Vinegar Girl is often fun; our Kate spends her days working with preschoolers who are wise beyond their years, and her interactions with the four-year-olds that she minds are irreverent and surprising. Her father is regimented and rule-oriented as always, but this time he is a research scientist with a system-oriented brain. The science background keeps him from being a tyrant; he is more misunderstood than anything else. Our Petrucio is Pyotr, a (possibly) Russian research assistant brought to America on a genius visa that is rapidly expiring. I say “possibly” as it is never actually stated where Pyotr is from; instead there is a ton of “in my country” and “where he’s from” sprinkled throughout the text.
Pyotr’s “in my country”s reach a Borat-level of over-the top outsider-ness, obviously drawn to poke fun at him. There is even a moment where Kate states that “foreigners” (that word is used A LOT) talk “that way” on purpose in order to be different and draw attention to themselves. Now I am not naive enough to believe that every character in every book should meet my standards as human beings- I understand that characters have arcs and that not all people can be “good”, but Kate is colored so poorly in her attitudes towards others that it’s distracting and in poor taste. I am lead to believe that it’s not just Kate who has this problem. She is colored by Anne Tyler.
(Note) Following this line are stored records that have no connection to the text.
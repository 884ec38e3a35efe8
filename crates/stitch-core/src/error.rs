use std::path::PathBuf;
use std::result;
use thiserror::Error;

/// Pipeline errors. All of them are recoverable from the wrapper's point of
/// view: the caller abandons instrumentation for the whole invocation and
/// forwards the original argument list.
#[derive(Error, Debug)]
pub enum Error {
    #[error("failed to read {path}: {source}")]
    Read {
        path: PathBuf,
        #[source]
        source: std::io::Error,
    },
    #[error("failed to parse {path}: {source}")]
    Parse {
        path: PathBuf,
        #[source]
        source: syn::Error,
    },
    #[error("invalid probe statement template {template:?}: {source}")]
    Template {
        template: String,
        #[source]
        source: syn::Error,
    },
    #[error("failed to emit instrumented file {path}: {source}")]
    Emit {
        path: PathBuf,
        #[source]
        source: std::io::Error,
    },
}

pub type Result<T> = result::Result<T, Error>;
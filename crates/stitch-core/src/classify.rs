//! Identifies which compile arguments are Rust source files.

use std::collections::BTreeMap;
use std::path::PathBuf;

/// File suffix that marks an argument as a Rust source file.
pub const SOURCE_SUFFIX: &str = ".rs";

/// Returns every argument ending in [`SOURCE_SUFFIX`], keyed by its position
/// in the argument list so the rewriter can substitute it later.
///
/// Classification is purely suffix-based and never interprets flag semantics:
/// a flag value that happens to end in `.rs` is classified as a source file
/// too. That is an accepted limitation, not something to detect here.
pub fn classify_sources(args: &[String]) -> BTreeMap<usize, PathBuf> {
    args.iter()
        .enumerate()
        .filter(|(_, arg)| arg.ends_with(SOURCE_SUFFIX))
        .map(|(index, arg)| (index, PathBuf::from(arg)))
        .collect()
}
//! Whole-package parse session.

use std::collections::BTreeMap;
use std::fs;
use std::path::{Path, PathBuf};

use itertools::Itertools;

use crate::error::{Error, Result};

/// One classified source file: its path, its position in the compile
/// argument list, and its parsed tree.
#[derive(Debug)]
pub struct SourceUnit {
    pub path: PathBuf,
    pub arg_index: usize,
    pub file: syn::File,
    /// Set once the instrumenter has visited this unit. Guards against a
    /// second injection pass over the same tree within one run.
    pub probed: bool,
}

/// All source files of one compile invocation, parsed together.
///
/// Mutation only ever targets specific files, but traversal wants the whole
/// package's declarations in view, so the set loads as a unit and a read or
/// parse failure anywhere poisons the entire session. The session is owned
/// by the pipeline run that created it and dies with the process.
#[derive(Debug, Default)]
pub struct ParseSession {
    units: Vec<SourceUnit>,
}

impl ParseSession {
    /// Parses every classified file. Any failure aborts the whole load; the
    /// caller falls back to the original, unmodified argument list.
    pub fn load(sources: &BTreeMap<usize, PathBuf>) -> Result<Self> {
        let units = sources
            .iter()
            .map(|(&arg_index, path)| Self::load_unit(arg_index, path))
            .try_collect()?;
        Ok(Self { units })
    }

    fn load_unit(arg_index: usize, path: &Path) -> Result<SourceUnit> {
        let text = fs::read_to_string(path).map_err(|source| Error::Read {
            path: path.to_path_buf(),
            source,
        })?;
        let file = syn::parse_file(&text).map_err(|source| Error::Parse {
            path: path.to_path_buf(),
            source,
        })?;
        Ok(SourceUnit {
            path: path.to_path_buf(),
            arg_index,
            file,
            probed: false,
        })
    }

    pub fn units(&self) -> &[SourceUnit] {
        &self.units
    }

    pub fn units_mut(&mut self) -> &mut [SourceUnit] {
        &mut self.units
    }

    pub fn is_empty(&self) -> bool {
        self.units.is_empty()
    }

    pub fn len(&self) -> usize {
        self.units.len()
    }
}

#[cfg(test)]
mod tests {
    use super::*;
    use std::fs;

    #[test]
    fn loads_every_classified_file() {
        let dir = tempfile::tempdir().unwrap();
        let a = dir.path().join("a.rs");
        let b = dir.path().join("b.rs");
        fs::write(&a, "fn a() {}\n").unwrap();
        fs::write(&b, "fn b() { a(); }\n").unwrap();

        let sources = BTreeMap::from([(3, a), (4, b.clone())]);
        let session = ParseSession::load(&sources).unwrap();
        assert_eq!(session.len(), 2);
        assert_eq!(session.units()[1].arg_index, 4);
        assert_eq!(session.units()[1].path, b);
        assert!(!session.units()[0].probed);
    }

    #[test]
    fn one_bad_file_poisons_the_session() {
        let dir = tempfile::tempdir().unwrap();
        let good = dir.path().join("good.rs");
        let bad = dir.path().join("bad.rs");
        fs::write(&good, "fn fine() {}\n").unwrap();
        fs::write(&bad, "fn broken( {\n").unwrap();

        let sources = BTreeMap::from([(0, good), (1, bad)]);
        let err = ParseSession::load(&sources).unwrap_err();
        assert!(matches!(err, Error::Parse { .. }));
    }

    #[test]
    fn missing_file_is_a_read_error() {
        let sources = BTreeMap::from([(0, PathBuf::from("/nonexistent/nope.rs"))]);
        let err = ParseSession::load(&sources).unwrap_err();
        assert!(matches!(err, Error::Read { .. }));
    }
}
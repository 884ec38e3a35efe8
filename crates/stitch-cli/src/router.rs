//! Subcommand recognition and dispatch.

use std::collections::HashMap;
use std::path::Path;

use tracing::debug;

use crate::commands;
use crate::config::StitchConfig;

/// A registered handler. `cmd_args[0]` is the subcommand token; a handler
/// may return a rewritten argument list, `None` meaning forward the original
/// unchanged.
pub type Handler = fn(&StitchConfig, &[String]) -> Option<Vec<String>>;

/// Strips any path and extension from the subcommand token, so
/// `/usr/local/bin/rustc.exe` dispatches as `rustc`.
pub fn canonical_command(token: &str) -> String {
    Path::new(token)
        .file_stem()
        .and_then(|stem| stem.to_str())
        .unwrap_or(token)
        .to_string()
}

/// The wrapper's command registry. Commands without a registered handler —
/// and handlers that find nothing to do — leave the invocation untouched;
/// the router never consumes or reorders arguments.
pub struct Router {
    handlers: HashMap<&'static str, Handler>,
}

impl Default for Router {
    fn default() -> Self {
        let mut handlers: HashMap<&'static str, Handler> = HashMap::new();
        handlers.insert("rustc", commands::compile::handle);
        Self { handlers }
    }
}

impl Router {
    /// Dispatches one invocation and returns the argument list to forward.
    pub fn route(&self, config: &StitchConfig, cmd_args: &[String]) -> Vec<String> {
        let Some(token) = cmd_args.first() else {
            return cmd_args.to_vec();
        };
        let command = canonical_command(token);
        match self.handlers.get(command.as_str()) {
            Some(handler) => handler(config, cmd_args).unwrap_or_else(|| cmd_args.to_vec()),
            None => {
                debug!(%command, "no handler registered, passing through");
                cmd_args.to_vec()
            }
        }
    }
}
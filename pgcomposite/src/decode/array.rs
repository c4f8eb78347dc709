use bytes::{BufMut, BytesMut};
use futures_core::future::LocalBoxFuture;
use std::sync::{Arc, OnceLock, Weak};

use super::{DecodeError, DecoderKind, FieldDecoder, decode_field};
use crate::{
    Result,
    common::{ByteStr, verbose},
    composite::{RegistryClosed, UnknownFieldType},
    ext::UsizeExt,
    frame::{FrameReader, FrameReaderExt},
    postgres::{NULL_LEN, Oid, ProtocolError},
    registry::Registry,
    value::Value,
};

/// Decoder for one dimensional arrays.
///
/// Binary layout:
///
/// ```text
/// int32   ndim
/// int32   has null flag
/// int32   element oid
/// repeat ndim times:
///   int32 dimension length
///   int32 lower bound
/// repeat product of dimension lengths times:
///   int32 element length, -1 for null
///   byte[len]
/// ```
///
/// Like composite fields, the element decoder is looked up in the registry
/// on first use.
pub struct ArrayDecoder {
    oid: Oid,
    name: ByteStr,
    element: Oid,
    registry: Weak<dyn Registry>,
    resolved: OnceLock<Arc<dyn FieldDecoder>>,
}

impl ArrayDecoder {
    pub fn new<R: Registry + 'static>(
        oid: Oid,
        name: impl Into<ByteStr>,
        element: Oid,
        registry: &Arc<R>,
    ) -> Self {
        let registry: Weak<R> = Arc::downgrade(registry);
        Self {
            oid,
            name: name.into(),
            element,
            registry,
            resolved: OnceLock::new(),
        }
    }

    /// Oid of the array element type.
    pub fn element(&self) -> Oid {
        self.element
    }

    fn resolve(&self) -> Result<&Arc<dyn FieldDecoder>> {
        if let Some(element) = self.resolved.get() {
            return Ok(element);
        }
        let registry = self.registry.upgrade().ok_or(RegistryClosed)?;
        let Some(element) = registry.lookup(self.element) else {
            return Err(UnknownFieldType::new(
                self.name.clone(),
                ByteStr::from_static("element"),
                self.element,
            )
            .into());
        };
        verbose!(array = %self.name, element = element.type_name(), "array resolved");
        Ok(self.resolved.get_or_init(|| element))
    }

    async fn decode_array(&self, reader: &mut dyn FrameReader) -> Result<Vec<Option<Value>>> {
        let element = self.resolve()?;

        reader.ensure(12).await?;
        let ndim = reader.read_i32();
        let _has_null = reader.read_i32();
        let _element_oid = reader.read_u32();

        let len = match ndim {
            0 => return Ok(Vec::new()),
            1 => {
                reader.ensure(8).await?;
                let len = reader.read_i32();
                let _lower_bound = reader.read_i32();
                usize::try_from(len).map_err(|_| ProtocolError::invalid_length(len))?
            }
            n => return Err(DecodeError::ArrayDimension(n).into()),
        };

        // every element carries at least its length prefix
        let mut values = Vec::with_capacity(len.min(reader.remaining() / 4));
        for _ in 0..len {
            reader.ensure(4).await?;
            let len = reader.read_i32();
            if len == NULL_LEN {
                values.push(None);
                continue;
            }
            let len = usize::try_from(len).map_err(|_| ProtocolError::invalid_length(len))?;
            values.push(Some(decode_field(&**element, &mut *reader, len).await?));
        }

        Ok(values)
    }
}

impl FieldDecoder for ArrayDecoder {
    fn kind(&self) -> DecoderKind {
        DecoderKind::Array
    }

    fn oid(&self) -> Oid {
        self.oid
    }

    fn type_name(&self) -> &str {
        &self.name
    }

    fn decode<'a>(
        &'a self,
        reader: &'a mut dyn FrameReader,
        _: usize,
    ) -> LocalBoxFuture<'a, Result<Value>> {
        Box::pin(async move { self.decode_array(reader).await.map(Value::Array) })
    }

    fn encode(&self, value: &Value, buf: &mut BytesMut) -> Result<()> {
        let Value::Array(values) = value else {
            return Err(DecodeError::TypeMismatch { expected: "array" }.into());
        };
        let element = self.resolve()?;

        buf.put_i32(1);
        buf.put_i32(values.iter().any(Option::is_none) as i32);
        buf.put_u32(self.element);
        buf.put_i32(values.len().to_i32());
        buf.put_i32(1);

        for value in values {
            let Some(value) = value else {
                buf.put_i32(NULL_LEN);
                continue;
            };
            let offset = buf.len();
            buf.put_i32(0);
            element.encode(value, buf)?;
            let size = (buf.len() - offset - 4).to_i32();
            buf[offset..offset + 4].copy_from_slice(&size.to_be_bytes());
        }

        Ok(())
    }
}

#[cfg(test)]
mod test {
    use bytes::Bytes;

    use super::*;
    use crate::{TypeRegistry, postgres::oid};

    fn int4_array(values: &[Option<i32>]) -> Bytes {
        let mut buf = BytesMut::new();
        buf.put_i32(1);
        buf.put_i32(values.iter().any(Option::is_none) as i32);
        buf.put_u32(oid::INT4);
        buf.put_i32(values.len() as i32);
        buf.put_i32(1);
        for value in values {
            match value {
                Some(v) => {
                    buf.put_i32(4);
                    buf.put_i32(*v);
                }
                None => buf.put_i32(-1),
            }
        }
        buf.freeze()
    }

    #[tokio::test]
    async fn decode_with_null_element() {
        let registry = TypeRegistry::with_builtins();
        let decoder = registry.lookup(oid::INT4_ARRAY).unwrap();

        let mut bytes = int4_array(&[Some(4), None, Some(-9)]);
        let len = bytes.len();
        let value = decoder.decode(&mut bytes, len).await.unwrap();

        assert_eq!(
            value,
            Value::Array(vec![Some(Value::Int4(4)), None, Some(Value::Int4(-9))])
        );
        assert!(bytes.is_empty());
    }

    #[tokio::test]
    async fn encode_matches_wire_layout() {
        let registry = TypeRegistry::with_builtins();
        let decoder = registry.lookup(oid::INT4_ARRAY).unwrap();

        let mut buf = BytesMut::new();
        let value = Value::Array(vec![Some(Value::Int4(7)), None]);
        decoder.encode(&value, &mut buf).unwrap();

        assert_eq!(buf.freeze(), int4_array(&[Some(7), None]));
    }

    #[tokio::test]
    async fn oversized_length_fails_on_missing_element() {
        let registry = TypeRegistry::with_builtins();
        let decoder = registry.lookup(oid::TEXT_ARRAY).unwrap();

        let mut buf = BytesMut::new();
        buf.put_i32(1);
        buf.put_i32(0);
        buf.put_u32(oid::TEXT);
        buf.put_i32(i32::MAX);
        buf.put_i32(1);
        let mut bytes = buf.freeze();

        let err = decoder.decode(&mut bytes, 20).await.unwrap_err();
        let crate::ErrorKind::Io(e) = err.kind() else {
            panic!("unexpected error: {err}");
        };
        assert_eq!(e.kind(), std::io::ErrorKind::UnexpectedEof);
    }

    #[tokio::test]
    async fn reject_multi_dimension() {
        let registry = TypeRegistry::with_builtins();
        let decoder = registry.lookup(oid::INT4_ARRAY).unwrap();

        let mut buf = BytesMut::new();
        buf.put_i32(2);
        buf.put_i32(0);
        buf.put_u32(oid::INT4);
        let mut bytes = buf.freeze();

        let err = decoder.decode(&mut bytes, 12).await.unwrap_err();
        assert!(matches!(
            err.kind(),
            crate::ErrorKind::Decode(DecodeError::ArrayDimension(2))
        ));
    }
}
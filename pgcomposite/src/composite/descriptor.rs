use crate::{common::ByteStr, postgres::Oid};

/// Catalog metadata of a composite type.
///
/// Field order is the declaration order in `pg_attribute`, which is also
/// the order fields are sent in the binary format.
#[derive(Debug, Clone, PartialEq, Eq)]
pub struct CompositeType {
    oid: Oid,
    name: ByteStr,
    fields: Vec<CompositeField>,
}

/// A single field of [`CompositeType`].
#[derive(Debug, Clone, PartialEq, Eq)]
pub struct CompositeField {
    name: ByteStr,
    oid: Oid,
}

impl CompositeType {
    /// Create composite type without any field.
    pub fn new(oid: Oid, name: impl Into<ByteStr>) -> Self {
        Self { oid, name: name.into(), fields: Vec::new() }
    }

    /// Append a field with type `oid`.
    pub fn field(mut self, name: impl Into<ByteStr>, oid: Oid) -> Self {
        self.fields.push(CompositeField { name: name.into(), oid });
        self
    }

    pub fn oid(&self) -> Oid {
        self.oid
    }

    /// Display name, e.g. `public.address`.
    pub fn name(&self) -> &ByteStr {
        &self.name
    }

    pub fn fields(&self) -> &[CompositeField] {
        &self.fields
    }

    /// Returns the number of fields.
    pub fn len(&self) -> usize {
        self.fields.len()
    }

    pub fn is_empty(&self) -> bool {
        self.fields.is_empty()
    }
}

impl CompositeField {
    pub fn name(&self) -> &ByteStr {
        &self.name
    }

    /// Declared field type.
    pub fn oid(&self) -> Oid {
        self.oid
    }
}
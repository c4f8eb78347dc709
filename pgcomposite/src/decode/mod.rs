//! Field value decoding.
//!
//! - [`FieldDecoder`]
//! - [`Builtin`]
//! - [`ArrayDecoder`]
//! - [`DecodeError`]
use bytes::{Bytes, BytesMut};
use futures_core::future::LocalBoxFuture;

use crate::{
    Result,
    common::unit_error,
    frame::{FrameReader, FrameReaderExt},
    postgres::{Oid, ProtocolError},
    value::Value,
};

mod error;
mod builtin;
mod array;
#[cfg(feature = "json")]
mod json;
#[cfg(feature = "time")]
mod timestamp;

pub use error::DecodeError;
pub use builtin::Builtin;
pub use array::ArrayDecoder;

/// Category of a [`FieldDecoder`].
#[derive(Debug, Clone, Copy, PartialEq, Eq, Hash)]
pub enum DecoderKind {
    /// Scalar type with fixed binary representation.
    Builtin,
    /// Array of another registered type.
    Array,
    /// Composite type, decoded into [`Record`][crate::Record].
    Composite,
}

/// Decoder of a single postgres type in binary format.
///
/// Decoders are registered in a [`Registry`][crate::Registry] by their
/// [`oid`][FieldDecoder::oid] and shared between every value of that type.
pub trait FieldDecoder: Send + Sync {
    fn kind(&self) -> DecoderKind;

    /// Oid of the decoded type.
    fn oid(&self) -> Oid;

    /// Postgres display name of the decoded type.
    fn type_name(&self) -> &str;

    /// Decode a value of exactly `len` bytes from `reader`.
    ///
    /// Caller already consumed the length prefix, and should not call this
    /// for `NULL` value.
    fn decode<'a>(
        &'a self,
        reader: &'a mut dyn FrameReader,
        len: usize,
    ) -> LocalBoxFuture<'a, Result<Value>>;

    /// Write the binary representation of `value`, without length prefix.
    fn encode(&self, value: &Value, buf: &mut BytesMut) -> Result<()>;
}

impl std::fmt::Debug for dyn FieldDecoder {
    fn fmt(&self, f: &mut std::fmt::Formatter<'_>) -> std::fmt::Result {
        f.debug_struct("FieldDecoder")
            .field("kind", &self.kind())
            .field("oid", &self.oid())
            .field("type_name", &self.type_name())
            .finish()
    }
}

unit_error! {
    /// An error when calling an operation that the decoder does not support.
    pub struct Unsupported("operation is not supported by this type decoder");
}

/// Wait for and split off a `len` bytes payload.
pub(crate) async fn read_payload(reader: &mut dyn FrameReader, len: usize) -> Result<Bytes> {
    reader.ensure(len).await?;
    Ok(reader.read_bytes(len))
}

/// Decode a nested value from exactly `len` bytes of `reader`.
///
/// A decoder that stops short of `len` is a [`ProtocolError`], a decoder that
/// reads past it fails with [`UnexpectedEof`][std::io::ErrorKind::UnexpectedEof].
pub(crate) async fn decode_field(
    decoder: &dyn FieldDecoder,
    reader: &mut dyn FrameReader,
    len: usize,
) -> Result<Value> {
    let mut payload = read_payload(reader, len).await?;
    let value = decoder.decode(&mut payload, len).await?;
    if !payload.is_empty() {
        return Err(ProtocolError::length_mismatch(len, len - payload.len()).into());
    }
    Ok(value)
}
At one point we meet a caretaker for an older woman in the story. It is pointed out several times that she is Asian (no country here either), and there are general assumptions stated as facts. Like how “like many other older Asian women she wore what could have been men’s clothes: an untucked khaki workshirt and boxy brown trousers and blindingly white sneakers”.
What the fuck? What does that wild assumption have to do with anything, and why is it necessary to point out her “otherness” as opposed to allowing her to carry cultural weight and significance? The above observation is not made by a character but by Tyler herself. Disappointing. Tyler makes many assumptions throughout the short tome, and while the most offensive are certainly those that she makes surrounding Mrs. Liu and Pyotr, she is terribly out of touch with the “young” people of her story as well. It is hard to place exactly when this story is happening, as she cannot decide if 15-year-old Bunny is a 50’s sockhopper or a late 90’s “Valley Girl”. There are smartphones present, if that helps (it does not).
Tact, restraint, diplomacy. What was the difference between tact and diplomacy? Maybe “tact” referred to saying things politely while “diplomacy” meant not saying anything at all. Except, wouldn’t “restraint” cover that? Wouldn’t “restraint” cover all three?
I hope that Tyler can follow her own words next time she is attempting to write about people outside of her personal purview. You know, before she has another white guy making dream catchers and giving them to other white people in her next book.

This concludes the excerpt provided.